08.09.08 - Andrea Mantin (MLA ’09) CSLA (Canadian Society of Landscape Architects) Award Recipient

Andrea Mantin (MLA ’09) was awarded the Andre Schwabenbauer Award, 2008-09 by the Canadian Society of Landscape Architects.

About the Andre Schwabenbauer Award
The Andre Schwabenbauer Endowment Fund was established under the auspices of the Landscape Architecture Canada Foundation in honour of a distinguished landscape architect and former CSLA president.  The fund is dedicated towards recognizing and encouraging excellence in design in the field of landscape architecture.  Proceeds from the fund are used to provide a scholarship to a student in an accredited first professional degree Landscape Architecture program in Canada.

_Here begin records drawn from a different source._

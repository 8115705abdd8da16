//! Endpoint validation.
//!
//! An endpoint is usable when its host resolves and its port is a real
//! UDP port.  Resolution goes through
//! [hickory-resolver](https://crates.io/crates/hickory-resolver) with
//! its cache disabled: every reconciliation pass and every
//! administrative check performs a fresh lookup, since DNS may have
//! changed since the last one.

use std::time::Duration;

use async_trait::async_trait;
use hickory_resolver::config::{ResolverConfig, ResolverOpts};
use hickory_resolver::TokioAsyncResolver;
use log::{debug, error};

use crate::error::ValidationError;
use crate::types::{Endpoint, EndpointKind, UdpEndpoint};

const MAX_PORT: i64 = u16::MAX as i64;

/// Decides whether an endpoint may run.
#[async_trait]
pub trait EndpointValidator: Send + Sync {
    /// Checks the endpoint, describing why it is unusable.
    async fn validate(&self, endpoint: &Endpoint) -> Result<(), ValidationError>;

    async fn is_valid(&self, endpoint: &Endpoint) -> bool {
        match self.validate(endpoint).await {
            Ok(()) => true,
            Err(e) => {
                debug!("Endpoint {} is invalid: {}", endpoint, e);
                false
            }
        }
    }
}

/// Validator backed by the system DNS resolver.
pub struct DnsValidator {
    resolver: TokioAsyncResolver,
}

/// System resolver with caching off and lookups bounded by `timeout`.
///
/// One instance is meant to be shared by validation and transports so
/// both see the same view of DNS.
pub fn system_resolver(timeout: Duration) -> TokioAsyncResolver {
    let (config, mut opts) = hickory_resolver::system_conf::read_system_conf()
        .unwrap_or_else(|e| {
            error!(
                "Failed to load system resolv.conf: {}. Falling back to Google DNS.",
                e
            );
            (ResolverConfig::default(), ResolverOpts::default())
        });
    opts.timeout = timeout;
    opts.attempts = 1;
    opts.cache_size = 0;
    TokioAsyncResolver::tokio(config, opts)
}

impl DnsValidator {
    /// Creates a validator on its own system resolver whose lookups give
    /// up after `timeout`.
    pub fn new(timeout: Duration) -> Self {
        Self::with_resolver(system_resolver(timeout))
    }

    pub fn with_resolver(resolver: TokioAsyncResolver) -> Self {
        Self { resolver }
    }

    /// Administrative check of a UDP destination before it is saved.
    ///
    /// Rejects an empty host and port `0` without touching DNS, then
    /// applies the same rule as reconciliation.
    pub async fn test_udp_endpoint(&self, host: &str, port: i64) -> Result<(), ValidationError> {
        if host.is_empty() {
            return Err(ValidationError::EmptyHost);
        }
        if port == 0 {
            return Err(ValidationError::InvalidPort(port));
        }
        self.validate_udp(&UdpEndpoint {
            host: host.to_string(),
            port,
        })
        .await
    }

    async fn validate_udp(&self, udp: &UdpEndpoint) -> Result<(), ValidationError> {
        if udp.host.is_empty() {
            return Err(ValidationError::EmptyHost);
        }
        self.resolve(&udp.host).await?;
        if !(1..=MAX_PORT).contains(&udp.port) {
            return Err(ValidationError::InvalidPort(udp.port));
        }
        Ok(())
    }

    async fn resolve(&self, host: &str) -> Result<(), ValidationError> {
        match self.resolver.lookup_ip(host).await {
            Ok(lookup) if lookup.iter().next().is_some() => Ok(()),
            Ok(_) => Err(ValidationError::UnresolvableHost(host.to_string())),
            Err(e) => {
                debug!("Resolver lookup failed for {}: {}", host, e);
                Err(ValidationError::UnresolvableHost(host.to_string()))
            }
        }
    }
}

impl Default for DnsValidator {
    fn default() -> Self {
        Self::new(Duration::from_secs(2))
    }
}

#[async_trait]
impl EndpointValidator for DnsValidator {
    async fn validate(&self, endpoint: &Endpoint) -> Result<(), ValidationError> {
        match endpoint.kind() {
            EndpointKind::Udp(udp) => self.validate_udp(udp).await,
        }
    }
}

#[cfg(test)]
mod tests {
    use super::*;

    fn validator() -> DnsValidator {
        DnsValidator::new(Duration::from_millis(500))
    }

    #[tokio::test]
    async fn accepts_port_boundaries_on_localhost() {
        let v = validator();
        assert!(v.is_valid(&Endpoint::udp("localhost", 1)).await);
        assert!(v.is_valid(&Endpoint::udp("localhost", 8125)).await);
        assert!(v.is_valid(&Endpoint::udp("localhost", 65535)).await);
    }

    #[tokio::test]
    async fn accepts_ip_literals() {
        let v = validator();
        assert!(v.is_valid(&Endpoint::udp("127.0.0.1", 8125)).await);
        assert!(v.is_valid(&Endpoint::udp("::1", 8125)).await);
    }

    #[tokio::test]
    async fn rejects_out_of_range_ports() {
        let v = validator();
        assert_eq!(
            v.validate(&Endpoint::udp("localhost", 0)).await,
            Err(ValidationError::InvalidPort(0))
        );
        assert_eq!(
            v.validate(&Endpoint::udp("localhost", 65536)).await,
            Err(ValidationError::InvalidPort(65536))
        );
        assert_eq!(
            v.validate(&Endpoint::udp("localhost", -1)).await,
            Err(ValidationError::InvalidPort(-1))
        );
    }

    #[tokio::test]
    async fn rejects_empty_host() {
        let v = validator();
        assert_eq!(
            v.validate(&Endpoint::udp("", 8125)).await,
            Err(ValidationError::EmptyHost)
        );
    }

    #[tokio::test]
    async fn rejects_unresolvable_host() {
        let v = validator();
        assert_eq!(
            v.validate(&Endpoint::udp("unresolvable.invalid", 8125)).await,
            Err(ValidationError::UnresolvableHost(
                "unresolvable.invalid".to_string()
            ))
        );
        assert!(!v.is_valid(&Endpoint::udp("invalid-host.invalid", 999999)).await);
    }

    #[tokio::test]
    async fn administrative_check_messages() {
        let v = validator();
        assert_eq!(v.test_udp_endpoint("localhost", 8125).await, Ok(()));
        assert_eq!(v.test_udp_endpoint("localhost", 10280).await, Ok(()));

        let err = v.test_udp_endpoint("", 8125).await.unwrap_err();
        assert_eq!(err.to_string(), "host must not be empty");

        let err = v.test_udp_endpoint("localhost", 0).await.unwrap_err();
        assert_eq!(err, ValidationError::InvalidPort(0));

        let err = v.test_udp_endpoint("localhost", 65536).await.unwrap_err();
        assert!(err.to_string().contains("out of range"));

        let err = v
            .test_udp_endpoint("unresolvable.invalid", 8125)
            .await
            .unwrap_err();
        assert!(err.to_string().contains("unable to resolve"));
    }

    #[tokio::test]
    async fn port_zero_is_rejected_before_resolution() {
        let v = validator();
        assert_eq!(
            v.test_udp_endpoint("unresolvable.invalid", 0).await,
            Err(ValidationError::InvalidPort(0))
        );
    }
}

About Andrea Mantin (MLA ’09)
Andrea Mantin (MLA ’09) received her Bachelor of Fine Art degree from Concordia University with a Major in Art History and a second BFA with a Major in Sculpture from the Nova Scotia College of Art and Design. Prior to studying landscape architecture at the University of Toronto, Andrea worked as a visual artist and designer in Canada and the United States working with firms like Skidmore Owings and Merrill, Deborah Berke and Partners Architects, and Balmori Associates Landscape Architects. Andrea served as project coordinator for the Hall of Ocean Life at the American Museum of Natural History in New York, developed a series of wall coverings for the James Hotel in Chicago, and is currently involved in the creation of new habitats at the Toronto Zoo. Andrea’s work has been published in Metropolis Magazine, Interior Design Magazine and the New York Times.

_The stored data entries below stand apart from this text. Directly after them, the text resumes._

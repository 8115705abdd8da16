//! Endpoint data structures.
//!
//! These are the records the configuration layer hands to the
//! [`ReporterRegistry`](crate::registry::ReporterRegistry).  They are
//! plain values: equality and hashing cover every attribute, so any
//! change to host, port, tags or filters yields a different endpoint
//! and therefore a different registry entry.

use std::fmt;

use serde::{Deserialize, Serialize};

/// A `key:value` tag attached to every metric an endpoint reports.
#[derive(Debug, Clone, PartialEq, Eq, Hash, Serialize, Deserialize)]
pub struct Tag {
    key: String,
    value: String,
}

impl Tag {
    pub fn new(key: impl Into<String>, value: impl Into<String>) -> Self {
        Self {
            key: key.into(),
            value: value.into(),
        }
    }

    pub fn key(&self) -> &str {
        &self.key
    }

    pub fn value(&self) -> &str {
        &self.value
    }

    /// Wire form of the tag, `key:value`.
    pub fn merged(&self) -> String {
        format!("{}:{}", self.key, self.value)
    }
}

/// Metric name prefix selecting which metrics an endpoint reports.
#[derive(Debug, Clone, PartialEq, Eq, Hash, Serialize, Deserialize)]
pub struct PrefixFilter {
    prefix: String,
}

impl PrefixFilter {
    pub fn new(prefix: impl Into<String>) -> Self {
        Self {
            prefix: prefix.into(),
        }
    }

    pub fn prefix(&self) -> &str {
        &self.prefix
    }
}

/// A statsd agent reachable over UDP.
///
/// `port` is kept wide so that out-of-range values coming from
/// configuration survive deserialization and are rejected by validation
/// instead of by the parser.
#[derive(Debug, Clone, PartialEq, Eq, Hash, Serialize, Deserialize)]
pub struct UdpEndpoint {
    pub host: String,
    pub port: i64,
}

/// The transport-specific part of an endpoint.
///
/// Serialized with a `variant` discriminator so that new kinds can be
/// added without changing the shape of existing records.
#[derive(Debug, Clone, PartialEq, Eq, Hash, Serialize, Deserialize)]
#[serde(tag = "variant", rename_all = "lowercase")]
pub enum EndpointKind {
    Udp(UdpEndpoint),
}

impl EndpointKind {
    pub fn name(&self) -> &'static str {
        match self {
            EndpointKind::Udp(_) => "udp",
        }
    }
}

/// One remote metrics destination.
#[derive(Debug, Clone, PartialEq, Eq, Hash, Serialize, Deserialize)]
#[serde(rename_all = "camelCase")]
pub struct Endpoint {
    #[serde(flatten)]
    kind: EndpointKind,
    #[serde(default)]
    tags: Vec<Tag>,
    #[serde(default)]
    prefix_filters: Vec<PrefixFilter>,
}

impl Endpoint {
    pub fn new(kind: EndpointKind, tags: Vec<Tag>, prefix_filters: Vec<PrefixFilter>) -> Self {
        Self {
            kind,
            tags,
            prefix_filters,
        }
    }

    /// UDP endpoint without tags or filters.
    pub fn udp(host: impl Into<String>, port: i64) -> Self {
        Self::new(
            EndpointKind::Udp(UdpEndpoint {
                host: host.into(),
                port,
            }),
            Vec::new(),
            Vec::new(),
        )
    }

    pub fn with_tags(mut self, tags: Vec<Tag>) -> Self {
        self.tags = tags;
        self
    }

    pub fn with_prefix_filters(mut self, prefix_filters: Vec<PrefixFilter>) -> Self {
        self.prefix_filters = prefix_filters;
        self
    }

    pub fn kind(&self) -> &EndpointKind {
        &self.kind
    }

    pub fn tags(&self) -> &[Tag] {
        &self.tags
    }

    pub fn prefix_filters(&self) -> &[PrefixFilter] {
        &self.prefix_filters
    }

    /// Tags flattened to their `key:value` wire form, in configured order.
    pub fn merged_tags(&self) -> Vec<String> {
        self.tags.iter().map(Tag::merged).collect()
    }
}

impl fmt::Display for Endpoint {
    fn fmt(&self, f: &mut fmt::Formatter<'_>) -> fmt::Result {
        match &self.kind {
            EndpointKind::Udp(udp) => write!(f, "udp://{}:{}", udp.host, udp.port)?,
        }
        if !self.tags.is_empty() {
            write!(f, " tags={:?}", self.merged_tags())?;
        }
        if !self.prefix_filters.is_empty() {
            let prefixes: Vec<&str> = self.prefix_filters.iter().map(|p| p.prefix()).collect();
            write!(f, " prefixes={:?}", prefixes)?;
        }
        Ok(())
    }
}
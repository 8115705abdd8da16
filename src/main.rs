//! statsd-fanout daemon entry point.

use std::sync::Arc;
use std::time::{Duration, Instant};

use log::{error, info};
use tokio::signal;
use tokio::signal::unix::{signal as unix_signal, SignalKind};

use statsd_fanout::{
    system_resolver, Config, DefaultTransportFactory, DnsValidator, Endpoint, MetricRegistry,
    ReporterRegistry,
};

/// How often the daemon refreshes its own gauges.
const SELF_METRICS_INTERVAL: Duration = Duration::from_secs(10);

#[tokio::main]
async fn main() -> anyhow::Result<()> {
    // Initialize logging
    env_logger::init();

    // Load configuration
    let cfg = Config::load()?;
    info!("Starting statsd-fanout with config: {:?}", cfg);

    // One resolver for validation and delivery
    let resolver = system_resolver(cfg.dns_timeout());

    let metrics = MetricRegistry::new();
    let registry = Arc::new(
        ReporterRegistry::new(
            Arc::new(metrics.clone()),
            Arc::new(DnsValidator::with_resolver(resolver.clone())),
            Arc::new(DefaultTransportFactory::new(resolver, cfg.dns_timeout())),
        )
        .with_interval(cfg.flush_interval()),
    );

    reconcile(&registry, &metrics, &cfg.endpoints).await;

    // Self metrics
    let registry_for_metrics = Arc::clone(&registry);
    let metrics_for_task = metrics.clone();
    let metrics_handle = tokio::spawn(async move {
        let started = Instant::now();
        let mut ticker = tokio::time::interval(SELF_METRICS_INTERVAL);
        loop {
            ticker.tick().await;
            metrics_for_task
                .set_gauge("statsd_fanout.uptime_secs", started.elapsed().as_secs_f64());
            metrics_for_task.set_gauge(
                "statsd_fanout.reporters.active",
                registry_for_metrics.len().await as f64,
            );
        }
    });

    // Reload on SIGHUP
    let registry_for_reload = Arc::clone(&registry);
    let metrics_for_reload = metrics.clone();
    let reload_handle = tokio::spawn(async move {
        let mut hangup = match unix_signal(SignalKind::hangup()) {
            Ok(s) => s,
            Err(e) => {
                error!("Unable to listen for SIGHUP, reload disabled: {}", e);
                return;
            }
        };
        while hangup.recv().await.is_some() {
            info!("Received SIGHUP, reloading endpoints...");
            match Config::load() {
                Ok(cfg) => {
                    reconcile(&registry_for_reload, &metrics_for_reload, &cfg.endpoints).await
                }
                Err(e) => error!("Keeping current endpoints: {}", e),
            }
        }
    });

    // Graceful Shutdown
    match signal::ctrl_c().await {
        Ok(()) => {
            info!("Received Ctrl+C, shutting down...");
        }
        Err(err) => {
            error!("Unable to listen for shutdown signal: {}", err);
        }
    }

    reload_handle.abort();
    metrics_handle.abort();
    registry.stop_all().await;

    info!("Shutdown complete.");
    Ok(())
}

async fn reconcile(
    registry: &ReporterRegistry,
    metrics: &MetricRegistry,
    endpoints: &[Endpoint],
) {
    let summary = registry.update(endpoints).await;
    metrics.increment("statsd_fanout.reconcile.count", 1);
    info!(
        "Reconciled {} endpoints: {} started, {} kept, {} skipped, {} stopped",
        endpoints.len(),
        summary.started,
        summary.retained,
        summary.skipped,
        summary.stopped
    );
}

Andrea came to study landscape architecture with a long standing interest in the way that people interact with their surroundings. Her curiosity in the field was sparked by a childhood spent between the New Brunswick Museum and the shores of the Bay of Fundy. Andrea’s perception of those environments fluctuated between the constructed reality of the museum’s diorama and the natural world she found at the coast. Andrea went on to study conceptual art and mined her childhood environments for inspiration. These explorations continue to inspire and direct her as she begins a career as a landscape architect.